Home New Zealand 2013 A perfect day

A perfect day

by Midnight

Morning everyone.

I will never forget Auckland.

Not the Test match, which I hope to forget as soon as possible.

No – the arrival on New Zealand soil of the Addis Army Dark Lord, Herbie.

After five years of slagging off my favourite tour, he was here at last to sample the delights of this wonderful country.

He duly arrived at my motel room the afternoon before the Test brandishing a large bottle of his favourite tipple – Amoretto Di Saronno – and two large tumblers.

I have never eaten liquid marzipan before, and this proved quite enjoyable for a mid-afternoon snack.

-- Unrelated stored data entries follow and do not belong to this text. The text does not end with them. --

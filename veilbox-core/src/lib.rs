//! Client-side core for Veilbox, a zero-knowledge file store.
//!
//! The server only ever holds ciphertext, wrapped keys and public keys.
//! Everything that needs a secret happens here:
//! - Identity registration and login (Argon2id-wrapped X25519 private key)
//! - Per-node file keys, wrapped once per owner, grantee or share link
//! - Upload encryption of content, file name and mime type
//! - On-demand decryption with request coalescing and a decrypted-entry
//!   cache scoped to one session
//! - User grants, share links, revocation
//!
//! # Architecture
//!
//! ```text
//! Veilbox ──login──▶ Session ──▶ DecryptionPipeline ──▶ ContentStore
//!    │                  │               │
//!    └── ShareManager ◀─┘               └── DecryptedCache
//!             │
//!        RecordStore
//! ```
//!
//! Revoking one grant or link is one record delete. File content is never
//! re-encrypted for sharing.

mod blocking;
pub mod cache;
pub mod config;
pub mod decrypt;
pub mod error;
pub mod file_keys;
pub mod identity;
pub mod session;
pub mod sharing;
pub mod store;
pub mod telemetry;
pub mod types;
pub mod upload;

pub use cache::{DecryptedCache, DecryptedFile, DecryptedHandle};
pub use config::{LinkKeyPolicy, VeilboxConfig};
pub use decrypt::{DecryptionPipeline, KeyMaterial, PipelineStats};
pub use error::{CoreError, CoreResult};
pub use file_keys::FileKey;
pub use identity::IdentityManager;
pub use session::{Session, Veilbox};
pub use sharing::ShareManager;
pub use store::{ContentStore, MemoryContent, MemoryStore, RecordStore};
pub use types::{FileNode, Identity, LinkSecret, LinkShare, ShareGrant};
pub use upload::{encrypt_upload, EncryptedUpload, NodeDraft};
use chrono::{Duration, TimeZone, Utc};
use pretty_assertions::assert_eq;
use serde_json::json;
use veilbox_core::{FileNode, LinkKeyPolicy, LinkShare, ShareGrant};
use veilbox_crypto::KdfParams;

fn sample_node() -> FileNode {
    FileNode {
        id: "f1".into(),
        is_directory: false,
        encrypted_name: vec![1, 2, 3],
        encrypted_mime_type: Some(vec![4, 5]),
        encrypted_key: "c2VhbGVk".into(),
        nonce: vec![0; 12],
        parent_id: Some("d1".into()),
        owner_id: "alice".into(),
        uploader_id: "bob".into(),
        size: Some(26),
    }
}

// --- FileNode ---

#[test]
fn file_node_wire_shape() {
    let value = serde_json::to_value(sample_node()).unwrap();
    assert_eq!(
        value,
        json!({
            "id": "f1",
            "isDirectory": false,
            "encryptedFileName": "AQID",
            "encryptedMimeType": "BAU=",
            "encryptedKey": "c2VhbGVk",
            "nonce": "AAAAAAAAAAAAAAAA",
            "parentId": "d1",
            "ownerId": "alice",
            "uploaderId": "bob",
            "size": 26
        })
    );
}

#[test]
fn file_node_without_mime_omits_field() {
    let node = FileNode {
        encrypted_mime_type: None,
        ..sample_node()
    };
    let value = serde_json::to_value(&node).unwrap();
    assert!(value.get("encryptedMimeType").is_none());

    let back: FileNode = serde_json::from_value(value).unwrap();
    assert_eq!(back, node);
}

#[test]
fn file_node_rejects_bad_base64() {
    let mut value = serde_json::to_value(sample_node()).unwrap();
    value["nonce"] = json!("not base64!");
    assert!(serde_json::from_value::<FileNode>(value).is_err());
}

#[test]
fn fingerprint_tracks_nonce_and_wrapping() {
    let node = sample_node();
    let renamed = FileNode {
        parent_id: None,
        ..sample_node()
    };
    let re_nonced = FileNode {
        nonce: vec![1; 12],
        ..sample_node()
    };
    let rewrapped = FileNode {
        encrypted_key: "b3RoZXI=".into(),
        ..sample_node()
    };

    assert_eq!(node.fingerprint(), renamed.fingerprint());
    assert_ne!(node.fingerprint(), re_nonced.fingerprint());
    assert_ne!(node.fingerprint(), rewrapped.fingerprint());
    assert_eq!(node.fingerprint().len(), 64);
}

// --- ShareGrant ---

#[test]
fn share_grant_wire_shape() {
    let grant = ShareGrant {
        file_id: "f1".into(),
        user_id: "u".into(),
        encrypted_key: "envelope".into(),
        edit_permission: false,
    };
    assert_eq!(
        serde_json::to_value(&grant).unwrap(),
        json!({
            "fileId": "f1",
            "userId": "u",
            "encryptedKey": "envelope",
            "editPermission": false
        })
    );
}

// --- LinkShare ---

fn link(expires_at: Option<chrono::DateTime<Utc>>) -> LinkShare {
    LinkShare {
        link_id: "l1".into(),
        file_id: "f1".into(),
        wrapped_key: "wrapped".into(),
        password_protected: true,
        salt: Some(vec![9; 16]),
        kdf: Some(KdfParams::fast_for_tests()),
        key_derivation: LinkKeyPolicy::Hkdf,
        expires_at,
    }
}

#[test]
fn link_share_wire_shape() {
    let expires = Utc.with_ymd_and_hms(2030, 1, 2, 3, 4, 5).unwrap();
    let value = serde_json::to_value(link(Some(expires))).unwrap();
    assert_eq!(
        value,
        json!({
            "linkId": "l1",
            "fileId": "f1",
            "wrappedKey": "wrapped",
            "passwordProtected": true,
            "salt": "CQkJCQkJCQkJCQkJCQkJCQ==",
            "kdf": { "memoryKib": 1024, "iterations": 1, "parallelism": 1 },
            "keyDerivation": "hkdf",
            "expiresAt": "2030-01-02T03:04:05Z"
        })
    );
}

#[test]
fn link_expiry_is_strictly_after() {
    let now = Utc::now();
    assert!(!link(None).is_expired_at(now));
    assert!(!link(Some(now)).is_expired_at(now));
    assert!(link(Some(now - Duration::seconds(1))).is_expired_at(now));
    assert!(!link(Some(now + Duration::seconds(1))).is_expired_at(now));
}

Lofty, who is still off the fags, had a ticket to see the ageing hippy musician Neil Young later that evening, so Herbie and myself contented ourselves with a trip down to the Newmarket Brew bar, where we had a most enjoyable drink with the Blades.

The next day was the first day of the Test and alas, the last day of the Blades time in New Zealand.

After England won the toss, we were quite optimistic for about two seconds until Alastair Cook put in the Kiwis to bat – a decision which Derek Pringle has called:

“The worst insertion ever.”

As much as it would delight me to disagree with Mr Pringle, I regret that I cannot.

For the first two hours we watched the very limited opening batsman “Two-Metre Peter” Fulton entrench himself, and bored, at lunch we went to the pub.

Where we stayed for the rest of the day – as England bowled a load of dross, which “Two-Metre Peter” laid into with relish.

Just one wicket all day.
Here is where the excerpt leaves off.